Es cierto, pero no creo que la secuencia sea esa.
Creo que la razón de fondo por la cual Milei conserva, pese a todo, el apoyo de una buena parte de la sociedad es que es esa parte a la que aún no le entran las balas del desgaste.
Son sectores que conforman el 56% que lo votó (el 30% núcleo duro más el 26% del balotaje) y que aún cree, o necesita creer, que votó bien. Que Milei está a tiempo de ser un presidente que mejorará la vida de los argentinos. O, al menos, la vida de aquellos que lo votaron.
Entonces, la pregunta correcta no sería por qué no les entran las balas a Milei ni a los opositores que esta semana lo siguieron sosteniendo en el Congreso. La pregunta es por qué no les entran las balas a los sectores a los que todos ellos representan.
Una hipótesis es que esos sectores eligieron a Milei para que los representara en dos objetivos fundamentales: para que no ganara el peronismo y para que disminuyera la inflación a cualquier costo. Hoy, el peronismo está en la oposición y la inflación ronda el 2% mensual.
Es probable que muchos de los que lo votaron sufran las consecuencias de un ajuste tan duro, puedan dudar de la estabilidad emocional del jefe de Estado, les disgusten sus formas antidemocráticas o, desde ahora, sospechen de la honestidad de los hermanos. Pero, por el momento, eligen privilegiar los dos primeros objetivos: mantener al peronismo lejos del poder y controlar la inflación.
¿Hasta cuándo será suficiente para esos sectores el cumplimiento de solo estos dos objetivos? ¿Cuándo empezarán a exigir, además, una mejora real en su calidad de vida?
Pulgares arriba o abajo. Mi tesis es que lo que hoy les alcanza a esos sectores para ignorar cualquier escándalo público mañana no alcanzará si el Gobierno no puede pasar del nivel ajuste al nivel progreso.
Si Milei consigue dar ese paso, lo que para una porción de la población seguirá siendo revulsivo, para la mayoría de los votantes oficialistas seguirá siendo tolerable.

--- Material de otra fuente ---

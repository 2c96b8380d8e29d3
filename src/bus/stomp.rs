//! STOMP 1.2 client over TCP.
//!
//! One connection carries every subscription. A background reader task
//! routes MESSAGE frames to per-subscription channels by their
//! `subscription` header; writes go through a shared sink.

use std::collections::HashMap;
use std::sync::Arc;
use std::sync::atomic::{AtomicU64, Ordering};
use std::time::Duration;

use async_trait::async_trait;
use futures_util::stream::{SplitSink, SplitStream};
use futures_util::{SinkExt, StreamExt};
use parking_lot::Mutex;
use serde_json::Value;
use tokio::net::TcpStream;
use tokio::sync::mpsc;
use tokio::task::JoinHandle;
use tokio_util::codec::Framed;
use tracing::{debug, error, info, trace, warn};
use uuid::Uuid;

use super::frame::{Command, Frame, StompCodec};
use super::{BusError, Delivery, MessageBus, Subscription, decode_body, normalize_destination};
use crate::config::GridappsdConfig;

type Transport = Framed<TcpStream, StompCodec>;
type Routes = Arc<Mutex<HashMap<String, mpsc::UnboundedSender<Delivery>>>>;

/// Broker address and credentials.
#[derive(Debug, Clone)]
pub struct ConnectOptions {
    pub host: String,
    pub port: u16,
    pub login: String,
    pub passcode: String,
}

impl From<&GridappsdConfig> for ConnectOptions {
    fn from(cfg: &GridappsdConfig) -> Self {
        Self {
            host: cfg.host.clone(),
            port: cfg.port,
            login: cfg.username.clone(),
            passcode: cfg.password.clone(),
        }
    }
}

/// STOMP connection to the platform broker.
pub struct StompBus {
    sink: tokio::sync::Mutex<SplitSink<Transport, Frame>>,
    routes: Routes,
    next_id: AtomicU64,
    reader: JoinHandle<()>,
}

impl StompBus {
    /// Opens a TCP connection and completes the CONNECT handshake.
    ///
    /// # Errors
    ///
    /// Returns `BusError::Rejected` if the broker answers with an ERROR
    /// frame, or an I/O error if the socket cannot be opened.
    pub async fn connect(options: &ConnectOptions) -> Result<Self, BusError> {
        let stream = TcpStream::connect((options.host.as_str(), options.port)).await?;
        stream.set_nodelay(true)?;
        let mut transport = Framed::new(stream, StompCodec);

        transport
            .send(Frame::connect(
                &options.host,
                &options.login,
                &options.passcode,
            ))
            .await?;

        match transport.next().await {
            Some(Ok(frame)) if frame.command == Command::Connected => {
                info!(
                    host = %options.host,
                    port = options.port,
                    version = frame.header("version").unwrap_or("1.0"),
                    "connected to broker"
                );
            }
            Some(Ok(frame)) if frame.command == Command::Error => {
                return Err(BusError::Rejected(frame.error_message()));
            }
            Some(Ok(frame)) => {
                return Err(BusError::Broker(format!(
                    "unexpected {} frame during handshake",
                    frame.command
                )));
            }
            Some(Err(err)) => return Err(err.into()),
            None => return Err(BusError::Closed),
        }

        let (sink, stream) = transport.split();
        let routes: Routes = Arc::default();
        let reader = tokio::spawn(read_loop(stream, Arc::clone(&routes)));

        Ok(Self {
            sink: tokio::sync::Mutex::new(sink),
            routes,
            next_id: AtomicU64::new(0),
            reader,
        })
    }

    /// Sends DISCONNECT and stops routing deliveries.
    pub async fn disconnect(&self) -> Result<(), BusError> {
        let result = self.write(Frame::new(Command::Disconnect)).await;
        self.routes.lock().clear();
        self.reader.abort();
        result
    }

    async fn write(&self, frame: Frame) -> Result<(), BusError> {
        trace!(command = %frame.command, "sending frame");
        self.sink.lock().await.send(frame).await?;
        Ok(())
    }
}

impl Drop for StompBus {
    fn drop(&mut self) {
        self.reader.abort();
    }
}

#[async_trait]
impl MessageBus for StompBus {
    async fn subscribe(&self, destination: &str) -> Result<Subscription, BusError> {
        let destination = normalize_destination(destination);
        let id = format!("sub-{}", self.next_id.fetch_add(1, Ordering::Relaxed));
        let (tx, rx) = mpsc::unbounded_channel();
        self.routes.lock().insert(id.clone(), tx);

        if let Err(err) = self.write(Frame::subscribe(&id, &destination)).await {
            self.routes.lock().remove(&id);
            return Err(err);
        }
        debug!(%id, %destination, "subscribed");
        Ok(Subscription::new(id, destination, rx))
    }

    async fn unsubscribe(&self, subscription: &Subscription) -> Result<(), BusError> {
        self.routes.lock().remove(subscription.id());
        self.write(Frame::unsubscribe(subscription.id())).await?;
        debug!(id = subscription.id(), "unsubscribed");
        Ok(())
    }

    async fn send(&self, destination: &str, body: &Value) -> Result<(), BusError> {
        let destination = normalize_destination(destination);
        let payload = serde_json::to_vec(body)?;
        self.write(Frame::send(&destination, payload)).await
    }

    async fn request(
        &self,
        destination: &str,
        body: &Value,
        timeout: Duration,
    ) -> Result<Value, BusError> {
        let destination = normalize_destination(destination);
        let reply_to = format!("/temp-queue/response.{}", Uuid::new_v4());
        let mut reply = self.subscribe(&reply_to).await?;

        let payload = serde_json::to_vec(body)?;
        let frame = Frame::send(&destination, payload).with_header("reply-to", reply_to.as_str());
        if let Err(err) = self.write(frame).await {
            self.routes.lock().remove(reply.id());
            return Err(err);
        }
        debug!(%destination, %reply_to, "request sent");

        let outcome = tokio::time::timeout(timeout, reply.recv()).await;
        if let Err(err) = self.unsubscribe(&reply).await {
            warn!(%err, %reply_to, "failed to release reply subscription");
        }

        match outcome {
            Ok(Some(delivery)) => Ok(delivery.body),
            Ok(None) => Err(BusError::Closed),
            Err(_) => Err(BusError::Timeout(timeout, destination)),
        }
    }
}

async fn read_loop(mut stream: SplitStream<Transport>, routes: Routes) {
    while let Some(item) = stream.next().await {
        match item {
            Ok(frame) => dispatch(frame, &routes),
            Err(err) => {
                error!(%err, "failed to decode frame from broker");
                break;
            }
        }
    }
    // Dropping the senders closes every open subscription.
    routes.lock().clear();
    info!("broker connection closed");
}

fn dispatch(frame: Frame, routes: &Routes) {
    match frame.command {
        Command::Message => {
            let Some(subscription) = frame.header("subscription").map(str::to_string) else {
                warn!("MESSAGE frame without subscription header");
                return;
            };
            let delivery = Delivery {
                destination: frame.header("destination").unwrap_or_default().to_string(),
                body: decode_body(&frame.body),
                headers: frame.headers,
            };
            let routes = routes.lock();
            match routes.get(&subscription) {
                Some(tx) => {
                    if tx.send(delivery).is_err() {
                        debug!(%subscription, "subscriber dropped its receiver");
                    }
                }
                None => debug!(%subscription, "message for unknown subscription"),
            }
        }
        Command::Error => error!(message = %frame.error_message(), "broker reported an error"),
        Command::Receipt => trace!(receipt = frame.header("receipt-id"), "receipt"),
        other => debug!(command = %other, "ignoring unexpected frame"),
    }
}
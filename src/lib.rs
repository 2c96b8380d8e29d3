//! Per-section DER efficacy for platform power-grid co-simulations.

#[cfg(feature = "api")]
pub mod api;
pub mod app;
/// Message bus seam, STOMP client, and topic names.
pub mod bus;
pub mod cim;
pub mod cli;
pub mod config;
pub mod io;
pub mod logging;
pub mod report;
pub mod runner;
/// Simulation messages, measurements, section balances, and run lifecycle.
pub mod sim;
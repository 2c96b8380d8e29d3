//! feeder-efficacy entry point: CLI wiring, model loading, and the consumer loop.

use std::fs;
use std::path::Path;
use std::process::ExitCode;
use std::sync::Arc;

use anyhow::{Context, Result, bail};
use clap::Parser;
use serde_json::Value;
use tracing::{error, info, warn};

use feeder_efficacy::app::{AppOptions, EfficacyApp};
use feeder_efficacy::bus::topics::{simulation_log_topic, simulation_output_topic};
use feeder_efficacy::bus::{ConnectOptions, MessageBus, StompBus};
use feeder_efficacy::cim::{BlazegraphClient, load_distributed_model};
use feeder_efficacy::cli::Cli;
use feeder_efficacy::config::AppConfig;
use feeder_efficacy::logging;
use feeder_efficacy::runner::{self, StopReason};
use feeder_efficacy::sim::lifecycle::{start_simulation, stop_simulation};

#[tokio::main]
async fn main() -> ExitCode {
    let cli = Cli::parse();
    logging::init(&cli.log_level);

    match run(cli).await {
        Ok(()) => ExitCode::SUCCESS,
        Err(e) => {
            error!("{e:#}");
            ExitCode::FAILURE
        }
    }
}

async fn run(cli: Cli) -> Result<()> {
    let config = cli.load_config().context("failed to load configuration")?;
    let errors = config.validate();
    if !errors.is_empty() {
        for e in &errors {
            error!("{e}");
        }
        bail!("invalid configuration ({} errors)", errors.len());
    }

    let options = ConnectOptions::from(&config.gridappsd);
    let bus = Arc::new(
        StompBus::connect(&options)
            .await
            .with_context(|| format!("failed to connect to {}:{}", options.host, options.port))?,
    );
    let timeout = config.gridappsd.request_timeout();

    let blazegraph = BlazegraphClient::new(config.blazegraph.url.clone());
    let model = load_distributed_model(&*bus, &blazegraph, &config.model, timeout)
        .await
        .context("failed to load feeder model")?;
    if let Some(path) = &cli.save_model {
        model
            .save_snapshot(path)
            .with_context(|| format!("failed to write model snapshot {}", path.display()))?;
        info!(path = %path.display(), "model snapshot written");
    }

    let (simulation_id, started_here) = match &config.simulation.simulation_id {
        Some(id) => {
            info!(simulation_id = %id, "attaching to running simulation");
            (id.clone(), false)
        }
        None => {
            let run_config = read_run_config(&config)?;
            let id = start_simulation(&*bus, &run_config, timeout)
                .await
                .context("failed to start simulation")?;
            (id, true)
        }
    };

    let mut app = EfficacyApp::new(bus.clone(), model, simulation_id.clone(), AppOptions::from(&config))
        .context("failed to set up efficacy app")?;
    let mut output = bus
        .subscribe(&simulation_output_topic(&simulation_id))
        .await
        .context("failed to subscribe to simulation output")?;
    let mut log = bus
        .subscribe(&simulation_log_topic(&simulation_id))
        .await
        .context("failed to subscribe to simulation log")?;

    #[cfg(feature = "api")]
    if cli.serve {
        use std::net::SocketAddr;

        let state = Arc::new(feeder_efficacy::api::ApiState {
            simulation_id: simulation_id.clone(),
            sections: app.sections().to_vec(),
            history: app.history(),
        });
        let addr = SocketAddr::from(([0, 0, 0, 0], cli.api_port));
        tokio::spawn(async move {
            if let Err(e) = feeder_efficacy::api::serve(state, addr).await {
                error!(error = %e, "api server stopped");
            }
        });
    }

    let reason = runner::run(&mut app, &mut output, Some(&mut log), shutdown_signal()).await;

    if reason == StopReason::Shutdown && started_here {
        if let Err(e) = stop_simulation(&*bus, &simulation_id).await {
            warn!(error = %e, "failed to stop simulation");
        }
    }
    for subscription in [&output, &log] {
        if let Err(e) = bus.unsubscribe(subscription).await {
            warn!(destination = subscription.destination(), error = %e, "unsubscribe failed");
        }
    }
    bus.disconnect().await.context("failed to disconnect from broker")?;
    info!(%simulation_id, rows = app.history().len(), "done");
    Ok(())
}

fn read_run_config(config: &AppConfig) -> Result<Value> {
    let path = config
        .simulation
        .run_config
        .as_deref()
        .unwrap_or_else(|| Path::new("maple_demo_sim_config.json"));
    let text = fs::read_to_string(path)
        .with_context(|| format!("failed to read run config {}", path.display()))?;
    serde_json::from_str(&text).with_context(|| format!("invalid run config {}", path.display()))
}

async fn shutdown_signal() {
    if let Err(e) = tokio::signal::ctrl_c().await {
        warn!(error = %e, "cannot listen for ctrl-c");
        std::future::pending::<()>().await;
    }
    info!("shutdown requested");
}
pub mod lifecycle;
pub mod measurement;
pub mod message;
pub mod section;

Por el contrario, si no lo logra y el país sigue en crisis, podrá haber deflación (como ocurrió por dos años con De la Rúa), pero cualquier mínimo desliz presidencial servirá de excusa para bajarle el pulgar.
Porque son los sectores sociales los que impulsan a los políticos y les transmiten su fortaleza. Los políticos creen que son ellos los que mueven la historia, pero es al revés. Los buenos políticos son los que están preparados y en el lugar adecuado para que, cuando la historia pase frente a ellos, puedan subirse a su estribo.
Las alianzas sociales, circunstancialmente mayoritarias, suelen ser tan arrolladoras que hasta son capaces de elegir al personaje más extravagante para que las espeje.
Por eso lo importante nunca fue Milei. Lo importante son las necesidades y angustias que llevaron a elegir a alguien como él.